Kelahiran Korps Pegawai Republik Indonesia (Korpri) diperingati setiap 29 November. Itu sebabnya, guru dan karyawan di sekolah tempat saya mengajar diperintahkan mengenakan seragam Korpri (baru) pada hari tersebut.Â
Momen ini sekaligus mengingatkan saya terhadap sebuah artikel saya mengenai Korpri. Yang, kebetulan belum pernah saya publikasikan. Saya kemudian mencarinya dalam kumpulan file tulisan saya. Dan, saya menemukannya. Berikut ini artikel itu setelah ada sedikit perubahan.
Seiring dengan perkembangan zaman, Indonesia tidak bisa terlepas dari perubahan yang bersifat global. Perubahan yang terjadi di belahan bumi bagian yang lain berdampak juga di Indonesia, negeri kita.

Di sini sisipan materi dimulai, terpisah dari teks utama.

impl Checker<'_> {
    fn declare(&mut self, name: &str, kind: NameKind, span: Span) {
        // Shadowing is rejected across all visible scopes, not just the
        // innermost: the back end keys register homes by name, so two
        // live bindings may never share one.
        if self.lookup(name).is_some() {
            // Pre-declared functions are being revisited, not
            // redeclared; duplicates were reported during
            // pre-declaration.
            if matches!(kind, NameKind::Func { .. })
                && self.scopes[0].get(name) == Some(&kind)
            {
                return;
            }
            self.sink.error_with_suggestion(
                DiagKind::Semantic,
                span,
                format!("binding `{name}` already exists"),
                "use a different name, or `<-` to assign the existing binding",
            );
            return;
        }
        self.scopes
            .last_mut()
            .expect("scope stack is never empty")
            .insert(name.to_string(), kind);
    }

    fn lookup(&self, name: &str) -> Option<NameKind> {
        self.scopes.iter().rev().find_map(|s| s.get(name)).copied()
    }

    fn stmt(&mut self, stmt: &Stmt) {
        match &stmt.kind {
            StmtKind::Bind {
                name,
                value,
                mutable,
            } => {
                self.expr(value);
                let kind = match &value.kind {
                    ExprKind::Lambda { params, .. } if !mutable => {
                        // Functions become text labels; only top-level
                        // bindings are collected into the function table.
                        if self.block_depth > 0 || self.lambda_depth > 0 {
                            self.sink.error(
                                DiagKind::Semantic,
                                stmt.span,
                                format!("function `{name}` must be bound at the top level"),
                            );
                        }
                        NameKind::Func {
                            params: params.len(),
                        }
                    }
                    _ => NameKind::Value { mutable: *mutable },
                };
                self.declare(name, kind, stmt.span);
            }
            StmtKind::Assign { name, value } => {
                self.expr(value);
                match self.lookup(name) {
                    None => self.sink.error(
                        DiagKind::Semantic,
                        stmt.span,
                        format!("undefined variable `{name}`"),
                    ),
                    Some(NameKind::Value { mutable: false }) | Some(NameKind::Func { .. }) => {
                        self.sink.error_with_suggestion(
                            DiagKind::Semantic,
                            stmt.span,
                            format!("cannot reassign immutable binding `{name}`"),
                            "declare with `:=` to make it mutable",
                        )
                    }
                    Some(NameKind::Value { mutable: true }) => {}
                }
            }
            StmtKind::Loop {
                var, lo, hi, body, ..
            } => {
                self.expr(lo);
                self.expr(hi);
                if self.lookup(var).is_some() {
                    self.sink.error(
                        DiagKind::Semantic,
                        stmt.span,
                        format!("loop variable `{var}` shadows an existing binding"),
                    );
                }
                self.scopes.push(FxHashMap::default());
                self.scopes
                    .last_mut()
                    .unwrap()
                    .insert(var.clone(), NameKind::Value { mutable: true });
                self.loop_depth += 1;
                self.block_depth += 1;
                for s in body {
                    self.stmt(s);
                }
                self.block_depth -= 1;
                self.loop_depth -= 1;
                self.scopes.pop();
            }
            StmtKind::Defer(e) => self.expr(e),
            StmtKind::Ret(value) => {
                if let Some(e) = value {
                    self.expr(e);
                }
                if self.lambda_depth == 0 {
                    self.sink.error(
                        DiagKind::Semantic,
                        stmt.span,
                        "`ret` outside a lambda".to_string(),
                    );
                }
            }
            StmtKind::Break | StmtKind::Continue => {
                if self.loop_depth == 0 {
                    self.sink.error(
                        DiagKind::Semantic,
                        stmt.span,
                        "`break`/`continue` outside a loop".to_string(),
                    );
                }
            }
            StmtKind::Import(_) => {}
            StmtKind::Expr(e) => self.expr(e),
        }
    }

    fn expr(&mut self, expr: &Expr) {
        match &expr.kind {
            ExprKind::Number(_) | ExprKind::Str(_) => {}
            ExprKind::Ident(name) => {
                if self.lookup(name).is_none() {
                    let captured = self
                        .hidden
                        .iter()
                        .flatten()
                        .any(|scope| scope.contains_key(name));
                    if captured {
                        self.sink.error_with_suggestion(
                            DiagKind::Semantic,
                            expr.span,
                            format!("lambda cannot capture `{name}` from an enclosing scope"),
                            "pass the value as a parameter instead",
                        );
                    } else {
                        self.sink.error(
                            DiagKind::Semantic,
                            expr.span,
                            format!("undefined variable `{name}`"),
                        );
                    }
                }
            }
            ExprKind::Binary { lhs, rhs, .. } | ExprKind::OrElse { lhs, rhs } => {
                self.expr(lhs);
                self.expr(rhs);
            }
            ExprKind::Unary { expr: inner, .. } => self.expr(inner),
            ExprKind::Call { callee, args } => {
                for a in args {
                    self.expr(a);
                }
                match callee.as_ident() {
                    Some(name)
                        if BUILTINS.contains(&name) && self.lookup(name).is_none() =>
                    {
                        if args.len() != 1 {
                            self.sink.error(
                                DiagKind::Semantic,
                                expr.span,
                                format!("`{name}` takes 1 argument, {} given", args.len()),
                            );
                        }
                    }
                    Some(name) => match self.lookup(name) {
                        Some(NameKind::Func { params }) => {
                            if params != args.len() {
                                self.sink.error(
                                    DiagKind::Semantic,
                                    expr.span,
                                    format!(
                                        "`{name}` takes {params} argument{}, {} given",
                                        if params == 1 { "" } else { "s" },
                                        args.len()
                                    ),
                                );
                            }
                        }
                        Some(NameKind::Value { .. }) => self.sink.error(
                            DiagKind::Semantic,
                            expr.span,
                            format!("`{name}` is not callable"),
                        ),
                        // Unknown names become dynamic imports when an
                        // `import` declaration is in scope.
                        None if self.has_imports => {}
                        None => self.sink.error_with_suggestion(
                            DiagKind::Semantic,
                            expr.span,
                            format!("undefined function `{name}`"),
                            "add an `import \"...\"` declaration to call library functions",
                        ),
                    },
                    None => self.sink.error(
                        DiagKind::Semantic,
                        expr.span,
                        "only named functions can be called".to_string(),
                    ),
                }
            }
            ExprKind::Lambda { params, body } => {
                // A lambda body sees only global function names and its
                // own parameters. Frame-resident variables of enclosing
                // scopes are not reachable from a fresh frame.
                let global_funcs: FxHashMap<String, NameKind> = self.scopes[0]
                    .iter()
                    .filter(|(_, k)| matches!(k, NameKind::Func { .. }))
                    .map(|(n, k)| (n.clone(), *k))
                    .collect();
                let mut param_scope = FxHashMap::default();
                for p in params {
                    param_scope.insert(p.clone(), NameKind::Value { mutable: true });
                }
                let saved =
                    std::mem::replace(&mut self.scopes, vec![global_funcs, param_scope]);
                self.hidden.push(saved);
                self.lambda_depth += 1;
                let saved_loops = std::mem::take(&mut self.loop_depth);
                self.expr(body);
                self.loop_depth = saved_loops;
                self.lambda_depth -= 1;
                self.scopes = self.hidden.pop().expect("pushed above");
            }
            ExprKind::Block(stmts) => {
                self.scopes.push(FxHashMap::default());
                self.block_depth += 1;
                for s in stmts {
                    self.stmt(s);
                }
                self.block_depth -= 1;
                self.scopes.pop();
            }
            ExprKind::Match {
                scrutinee,
                arms,
                default,
            } => {
                self.expr(scrutinee);
                for arm in arms {
                    if !is_literal_pattern(&arm.pattern) {
                        self.sink.error(
                            DiagKind::Semantic,
                            arm.pattern.span,
                            "match patterns must be number literals".to_string(),
                        );
                    }
                    self.expr(&arm.body);
                }
                if let Some(d) = default {
                    self.expr(d);
                }
            }
        }
    }
}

Pun demikian kalau di negeri kita sedang terjadi sesuatu berdampak pula di negara lain. Hal tersebut merupakan konsekuensi logis dari globalisasi yang meniscayakan negara satu dengan negara yang lain seakan tanpa batas ruang dan waktu.
Negara-negara yang sedang berkembang, seperti Indonesia, lebih banyak menerima daripada memberi dampak. Dampak positif tentu berkontribusi terhadap pembangunan bangsa dan negara. Sedangkan, dampak negatif menghambat pembangunan bangsa dan negara. Bahkan, bukan mustahil berpotensi merusak eksistensi ibu pertiwi.
Apalagi ibu pertiwi memiliki potensi sumber daya alam (SDA) yang melimpah, sekurang-kurangnya, yang ada di darat, laut, dan perut bumi, yang boleh jadi memikat pihak lain. Kenyataan tersebut sudah terbukti. Yaitu, ratusan tahun negeri kita pernah dijajah bangsa lain. Sekarang pun negeri kita masih sangat kaya.
Tidak hanya kaya SDA, tetapi juga sumber daya manusia (SDM). Berdasarkan data 2022 Direktorat Jenderal Kependudukan dan Pencatatan Sipil Kementerian Dalam Negeri Republik Indonesia, misalnya, Indonesia berpenduduk 273 juta jiwa.
Hanya, penduduk sebesar itu, yang tersebar di seluruh wilayah Indonesia, dari Sabang sampai Merauke; dari Rote hingga Morotai, dalam keberagaman budaya, suku, agama, dan golongan, sangat rentan terhadap perpecahan.
Dan, perpecahan itu sudah pernah terjadi. Baik perpecahan budaya, suku, agama, maupun golongan. Akibatnya, merugikan negeri ini dan kita sendiri. Dan, bukan tidak mungkin, kalau kita tidak hati-hati, perpecahan itu terulang kembali.
Jelas bahwa dalam konteks masa kini, tantangan besar yang dihadapi ibu pertiwi adalah dampak globalisasi dan keberagaman eksistensi negeri. Kasus yang berkaitan dengan kedua hal tersebut dapat menjadi isu yang semakin sensitif kalau diembuskan melalui teknologi informasi komunikasi secara tidak arif.